This has all strengthened the trust many Arabs have gained in Turkey over the past six years. Turkey now works hard as a mediator in countless conflicts throughout the region. The most important example is the secret, indirect round of negotiations between Syria and Israel, which came about as a result of diplomatic efforts on Turkey's part. If Syria was once the fiercest critic of the Turkish-Israeli relationship of all states in the region, now it is benefiting from the fruits of this relationship.

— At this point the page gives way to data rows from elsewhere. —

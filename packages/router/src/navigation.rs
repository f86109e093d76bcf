//! Locations and the utilities to normalize them.

use std::{
    collections::BTreeMap,
    fmt::{Display, Formatter},
};

#[cfg(feature = "serde")]
use serde::{Deserialize, Serialize};
use tracing::warn;
use urlencoding::{decode, encode};

use crate::route::Route;

/// The query of a location.
///
/// The pairs keep the order they were written in, so a query survives parsing and printing
/// unchanged. A key may appear several times, and a key may appear without a value (`?flag`).
/// Comparing two queries ignores the order of _different_ keys, but not the order of the values
/// of one key.
///
/// ```rust
/// # use waymark_router::prelude::*;
/// let query = Query::parse("?b=2&a=1&flag");
/// assert_eq!(query.get("a"), Some("1"));
/// assert_eq!(query.get("flag"), Some(""));
/// assert_eq!(query.to_string(), "?b=2&a=1&flag");
/// assert_eq!(query, Query::parse("a=1&flag&b=2"));
/// ```
#[derive(Clone, Debug, Default)]
#[cfg_attr(feature = "serde", derive(Serialize, Deserialize))]
pub struct Query {
    pairs: Vec<(String, Option<String>)>,
}

impl Query {
    /// Create an empty [`Query`].
    pub fn new() -> Self {
        Self::default()
    }

    /// Parse a query string, with or without its leading `?`.
    ///
    /// Keys and values are percent decoded. Undecodable parts are kept as they are.
    pub fn parse(query: &str) -> Self {
        let query = query.strip_prefix('?').unwrap_or(query);

        let pairs = query
            .split('&')
            .filter(|part| !part.is_empty())
            .map(|part| match part.split_once('=') {
                Some((key, value)) => (decode_part(key), Some(decode_part(value))),
                None => (decode_part(part), None),
            })
            .collect();

        Self { pairs }
    }

    /// Get the first value of `key`. A key without a value yields an empty string.
    #[must_use]
    pub fn get(&self, key: &str) -> Option<&str> {
        self.pairs
            .iter()
            .find(|(k, _)| k == key)
            .map(|(_, v)| v.as_deref().unwrap_or(""))
    }

    /// Get all values of `key`, in order.
    pub fn get_all<'a>(&'a self, key: &'a str) -> impl Iterator<Item = &'a str> + 'a {
        self.pairs
            .iter()
            .filter(move |(k, _)| k == key)
            .map(|(_, v)| v.as_deref().unwrap_or(""))
    }

    /// Check whether `key` is present.
    #[must_use]
    pub fn contains_key(&self, key: &str) -> bool {
        self.pairs.iter().any(|(k, _)| k == key)
    }

    /// Add a value for `key`, keeping existing ones.
    pub fn append(&mut self, key: impl Into<String>, value: impl Into<String>) {
        self.pairs.push((key.into(), Some(value.into())));
    }

    /// Add `key` without a value.
    pub fn append_flag(&mut self, key: impl Into<String>) {
        self.pairs.push((key.into(), None));
    }

    /// Set the only value of `key`.
    pub fn set(&mut self, key: impl Into<String>, value: impl Into<String>) {
        let key = key.into();
        self.remove(&key);
        self.pairs.push((key, Some(value.into())));
    }

    /// Remove every value of `key`.
    pub fn remove(&mut self, key: &str) {
        self.pairs.retain(|(k, _)| k != key);
    }

    /// Merge `other` into this query.
    ///
    /// Every key of `other` replaces all values of the same key here. A replaced key keeps its
    /// position, new keys are added at the end.
    pub fn merge(&mut self, other: &Query) {
        let mut done: Vec<&str> = Vec::new();

        for (key, _) in &other.pairs {
            if done.contains(&key.as_str()) {
                continue;
            }
            done.push(key);

            let values = other.pairs.iter().filter(|(k, _)| k == key).cloned();
            match self.pairs.iter().position(|(k, _)| k == key) {
                Some(at) => {
                    self.remove(key);
                    let at = at.min(self.pairs.len());
                    self.pairs.splice(at..at, values);
                }
                None => self.pairs.extend(values),
            }
        }
    }

    /// Check whether every key of `other` is present here with the same values.
    #[must_use]
    pub fn includes(&self, other: &Query) -> bool {
        let mine = self.grouped();
        other
            .grouped()
            .iter()
            .all(|(key, values)| mine.get(key) == Some(values))
    }

    /// Iterate over all pairs, in order.
    pub fn iter(&self) -> impl Iterator<Item = (&str, Option<&str>)> {
        self.pairs.iter().map(|(k, v)| (k.as_str(), v.as_deref()))
    }

    /// The number of pairs.
    #[must_use]
    pub fn len(&self) -> usize {
        self.pairs.len()
    }

    /// Whether there are no pairs.
    #[must_use]
    pub fn is_empty(&self) -> bool {
        self.pairs.is_empty()
    }

    fn grouped(&self) -> BTreeMap<&str, Vec<Option<&str>>> {
        let mut grouped: BTreeMap<&str, Vec<Option<&str>>> = BTreeMap::new();
        for (key, value) in &self.pairs {
            grouped.entry(key).or_default().push(value.as_deref());
        }
        grouped
    }
}
//! Errors and warnings reported by the router.

use thiserror::Error;

/// A mistake in the router configuration.
///
/// These are reported when the configuration is built, never at navigation time.
#[derive(Debug, Error)]
pub enum ConfigurationError {
    /// A route definition has no path.
    #[error(r#"a route definition below "{parent}" has no path"#)]
    MissingPath {
        /// The path of the enclosing route, `/` at the top level.
        parent: String,
    },

    /// The requested history mode doesn't exist.
    #[error(r#"invalid history mode: "{0}""#)]
    InvalidMode(String),

    /// A route path could not be compiled into a matcher.
    #[error(r#"invalid route path "{path}": {source}"#)]
    InvalidPattern {
        /// The offending path.
        path: String,
        /// The underlying compilation error.
        source: regex::Error,
    },

    /// A browser backed mode needs a spawner to react to host navigation.
    #[error("the {mode} mode needs a spawner for host navigation events")]
    MissingSpawner {
        /// The mode that was requested.
        mode: crate::router_cfg::Mode,
    },
}

/// A problem found while building the route table or resolving a location.
///
/// Warnings never stop the router: it logs them and carries on with a best effort result, which
/// for resolution means a route without matched records.
#[derive(Clone, Debug, PartialEq, Eq, Error)]
pub enum ResolutionWarning {
    /// Two route definitions share a name. The first one keeps it.
    #[error(r#"duplicate route name "{name}" on "{path}", the first definition wins"#)]
    DuplicateName {
        /// The contested name.
        name: String,
        /// The path of the definition that lost.
        path: String,
    },

    /// A named route has a child matching its own path.
    #[error(
        r#"named route "{name}" has a default child; navigating by that name won't render the child, name the child instead"#
    )]
    AmbiguousDefaultChild {
        /// The name of the parent route.
        name: String,
    },

    /// No route has the requested name.
    #[error(r#"no route named "{0}""#)]
    UnknownName(String),

    /// A named navigation lacks a parameter its path requires.
    #[error(r#"missing parameter "{param}" for route "{route}""#)]
    MissingParam {
        /// The route name or path.
        route: String,
        /// The absent parameter.
        param: String,
    },

    /// No route matches the path.
    #[error(r#"no route matches "{0}""#)]
    Unmatched(String),

    /// Following redirects didn't settle within the configured limit.
    #[error(r#"redirect limit of {limit} reached while resolving "{path}""#)]
    RedirectLimit {
        /// The path that started the chain.
        path: String,
        /// The configured limit.
        limit: usize,
    },

    /// An alias is empty or repeats the path of its route. It is skipped.
    #[error(r#"malformed alias "{alias}" on "{path}""#)]
    MalformedAlias {
        /// The alias as written.
        alias: String,
        /// The path of the aliased route.
        path: String,
    },

    /// A redirect target has neither a path nor a name.
    #[error(r#"invalid redirect on "{0}""#)]
    InvalidRedirect(String),
}

/// A lazily loaded view failed to load.
#[derive(Clone, Debug, PartialEq, Eq, Error)]
#[error("{0}")]
pub struct LoadError(pub String);

impl LoadError {
    /// Create a [`LoadError`] from anything printable.
    pub fn new(message: impl ToString) -> Self {
        Self(message.to_string())
    }
}
//! Defining routes and flattening them into a [`RouteTable`].
//!
//! # Path syntax
//! Route paths are split at `/` into segments:
//! - a fixed segment (`users`) matches exactly,
//! - `:key` matches any single segment and makes it available as the parameter `key`,
//! - `:key?` does the same, but the segment may be absent,
//! - `*` matches the rest of the path, available as the parameter [`WILDCARD_PARAM`].
//!
//! Matching is case sensitive and ignores a trailing `/`.

mod config;
pub use config::*;

mod pattern;
pub(crate) use pattern::Pattern;
pub use pattern::WILDCARD_PARAM;

mod record;
pub use record::*;

mod table;
pub use table::*;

From a purely political point of view, Turkish-Syrian relationships improved since, following enormous pressure from Turkey in 1998, Abdullah Öcalan, leader of the separatist Kurdistan Workers' Party (PKK), was forced to leave his hiding place in Damascus. Till then Öcalan had directed his party's attacks on the Turkish military and security forces from Syria. As a result of the normalization of the relationship between the two countries Turkey also gained respect within the Arab League. Syria had previously vetoed all projects or proposals leading to a strengthening of Arab-Turkish relationships, pointing to an ongoing dispute between the two countries over the allocation of water from the Tigris and Euphrates rivers.

Following the 11th September 2001 attacks and the occupation of Iraq a further strengthening of Arab-Turkish relations was brought about surprisingly by the USA. Due to the spread of so-called Islamist terrorism Washington sought a moderate Islamic organization which would serve as a role model for Muslims and deter them from terrorism.

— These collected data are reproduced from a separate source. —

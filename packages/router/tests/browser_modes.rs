use std::rc::Rc;

use futures::executor::LocalPool;
use pretty_assertions::assert_eq;
use waymark_history::FakeWindow;
use waymark_router::prelude::*;

fn routes() -> Vec<RouteConfig> {
    vec![
        RouteConfig::new("/").view(View::new("Home")),
        RouteConfig::new("/foo").view(View::new("Foo")),
        RouteConfig::new("/bar").view(View::new("Bar")),
        RouteConfig::new("/users/:id").name("user"),
    ]
}

fn build(window: &Rc<FakeWindow>, pool: &LocalPool, mode: Mode, base: &str) -> Router {
    RouterConfig::default()
        .routes(routes())
        .mode(mode)
        .base(base)
        .window(window.clone())
        .spawner(pool.spawner())
        .build()
        .unwrap()
}

/// Deliver host events and run the navigations they started.
fn settle(window: &FakeWindow, pool: &mut LocalPool) {
    while window.dispatch() > 0 {
        pool.run_until_stalled();
    }
}

#[test]
fn hash_mode_writes_the_fragment() {
    let window = FakeWindow::new("/");
    let mut pool = LocalPool::new();
    let router = build(&window, &pool, Mode::Hash, "/");

    assert_eq!(window.location(), "/#/");
    pool.run_until(router.start());
    settle(&window, &mut pool);
    assert_eq!(router.current_route().path(), "/");

    assert!(pool.run_until(router.push("/foo?q=1")).is_committed());
    assert_eq!(window.location(), "/#/foo?q=1");
    settle(&window, &mut pool);
    assert_eq!(router.current_route().full_path(), "/foo?q=1");

    assert!(pool.run_until(router.replace("/bar")).is_committed());
    assert_eq!(window.entries(), ["/#/", "/#/bar"]);

    assert_eq!(router.href("/foo"), "/#/foo");
}

#[test]
fn hash_mode_follows_back_button() {
    let window = FakeWindow::new("/#/foo");
    let mut pool = LocalPool::new();
    let router = build(&window, &pool, Mode::Hash, "/");
    pool.run_until(router.start());
    assert_eq!(router.current_route().path(), "/foo");

    assert!(pool.run_until(router.push("/bar")).is_committed());
    settle(&window, &mut pool);

    assert!(matches!(
        pool.run_until(router.back()),
        NavigationOutcome::Delegated
    ));
    assert_eq!(router.current_route().path(), "/bar");

    settle(&window, &mut pool);
    assert_eq!(router.current_route().path(), "/foo");
    assert_eq!(window.location(), "/#/foo");
}

#[test]
fn hash_mode_corrects_missing_slash() {
    let window = FakeWindow::new("/app/#foo");
    let mut pool = LocalPool::new();
    let router = build(&window, &pool, Mode::Hash, "/app");

    assert_eq!(window.location(), "/app/#/foo");
    pool.run_until(router.start());
    assert_eq!(router.current_route().path(), "/foo");
    assert_eq!(router.href("/bar"), "/app/#/bar");

    // a fragment edited by hand is corrected before the router acts on it
    window.set_hash("bar");
    settle(&window, &mut pool);
    assert_eq!(window.location(), "/app/#/bar");
    assert_eq!(router.current_route().path(), "/bar");
}

#[test]
fn aborted_push_keeps_the_fragment() {
    let window = FakeWindow::new("/#/foo");
    let mut pool = LocalPool::new();
    let router = build(&window, &pool, Mode::Hash, "/");
    router.before_each(sync_guard(|to, _| (to.path() != "/bar").into()));
    pool.run_until(router.start());

    assert!(matches!(
        pool.run_until(router.push("/bar")),
        NavigationOutcome::Aborted
    ));
    assert_eq!(window.location(), "/#/foo");
    assert_eq!(router.current_route().path(), "/foo");
}

#[test]
fn history_mode_writes_the_path() {
    let window = FakeWindow::new("/app/users/1");
    let mut pool = LocalPool::new();
    let router = build(&window, &pool, Mode::History, "/app/");
    assert_eq!(router.mode(), Mode::History);

    pool.run_until(router.start());
    let route = router.current_route();
    assert_eq!(route.name(), Some("user"));
    assert_eq!(route.param("id"), Some("1"));

    let user = Location::named("user").param("id", "2").hash("#bio");
    assert!(pool.run_until(router.push(user)).is_committed());
    assert_eq!(window.location(), "/app/users/2#bio");
    assert_eq!(window.entries().len(), 2);
    assert_eq!(router.href("/foo"), "/app/foo");

    assert!(matches!(
        pool.run_until(router.back()),
        NavigationOutcome::Delegated
    ));
    settle(&window, &mut pool);
    assert_eq!(router.current_route().path(), "/users/1");
    assert_eq!(window.entries().len(), 2);
}

#[test]
fn history_mode_restores_url_after_aborted_back() {
    let window = FakeWindow::new("/foo");
    let mut pool = LocalPool::new();
    let router = build(&window, &pool, Mode::History, "/");
    pool.run_until(router.start());
    assert!(pool.run_until(router.push("/bar")).is_committed());

    router.before_each(sync_guard(|to, _| (to.path() != "/foo").into()));
    pool.run_until(router.back());
    settle(&window, &mut pool);

    assert_eq!(router.current_route().path(), "/bar");
    assert_eq!(window.location(), "/bar");
    assert_eq!(window.entries(), ["/foo", "/bar"]);
}

#[test]
fn history_mode_reloads_when_push_fails() {
    let window = FakeWindow::new("/foo");
    window.set_push_quota(Some(0));
    let mut pool = LocalPool::new();
    let router = build(&window, &pool, Mode::History, "/");
    pool.run_until(router.start());

    assert!(pool.run_until(router.push("/bar")).is_committed());
    assert_eq!(window.page_loads(), ["/bar"]);
    assert_eq!(window.location(), "/bar");
}

#[test]
fn history_mode_falls_back_to_hash() {
    let window = FakeWindow::new("/foo?q=1");
    window.set_supports_history(false);
    let mut pool = LocalPool::new();
    let router = build(&window, &pool, Mode::History, "/");

    assert_eq!(router.mode(), Mode::Hash);
    assert_eq!(window.page_loads(), ["/#/foo?q=1"]);

    pool.run_until(router.start());
    assert_eq!(router.current_route().full_path(), "/foo?q=1");

    assert!(pool.run_until(router.push("/bar")).is_committed());
    assert_eq!(window.location(), "/#/bar");
}

#[test]
fn superseded_host_navigation_does_not_commit() {
    let window = FakeWindow::new("/#/foo");
    let mut pool = LocalPool::new();
    let router = build(&window, &pool, Mode::Hash, "/");
    pool.run_until(router.start());

    assert!(pool.run_until(router.push("/bar")).is_committed());
    settle(&window, &mut pool);

    // the host reports the back step, but the app navigates before it runs
    pool.run_until(router.back());
    window.dispatch();
    assert!(pool.run_until(router.push("/users/5")).is_committed());
    pool.run_until_stalled();
    settle(&window, &mut pool);

    assert_eq!(router.current_route().path(), "/users/5");
    assert_eq!(window.location(), "/#/users/5");
}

The AKP was exactly what the US government was looking for. The party has succeeded in expressing itself politically in a way which avoids it being perceived as Islamist. It presents itself as a centre-right party within Turkey's political landscape of secularism. To Muslims it is still however seen as an Islamic party. The AKP government receives support as part of the so-called "Wider Middle East" project, with which Washington seeks to entice its allies among the rich Gulf States to commit to large-scale investments.

The Gulf states supported the Turkish economy, which in turn promoted links between Turkey and these countries, which had previously viewed the secularist system with suspicion, Saudi-Arabia in particular. On the other hand the US occupation of Iraq caused an inversion of the military and political relations of power: Iraq, previously an important factor in the region's balance of power, collapsed. Iran's influence on Iraq and the entire Middle East increased. The Arab triangle consisting of Saudi-Arabia, Syria and Egypt, fell apart. Syria moved closer to Iran.

Turkey does not wish to lead the Sunni-Islam world

Other Arab countries looked to Turkey as their new ally against Iran. In particular Saudi Arabia, which saw the disagreements between Shiite Iran and the Sunni Arab states more in terms of religious confession than politics, believed that largely Sunni-Islamic Turkey, with its powerful army was capable of playing the role Iraq had previously played in holding the Iranian, Shiite influence in the region at bay.

The Arabs' public courting of Turkey went so far that King Abdullah ibn Abd al-Aziz of Saudi Arabia visited Turkey three times in fourteen months. No Saudi king had ever visited Turkey before.

However Turkey politely refused the Saudi offer of leadership of the Sunni Islam world. It was emphasized that the Turkish state was based on a secular system, that Turkey rejected polarization according to religious confession and supported dialogue with Teheran. At the same time however Turkey exploited these public courtship attempts to sign several trade and economic agreements throughout the Arab world. The AKP's strategy of taking a neutral position won Turkey the role as mediator in the region's conflicts, from the conflict in the Sudanese province of Darfur, to events in Lebanon and the atomic dispute with Iran. This made a decisive contribution to the stereotypical image of Turkey in the Arab world.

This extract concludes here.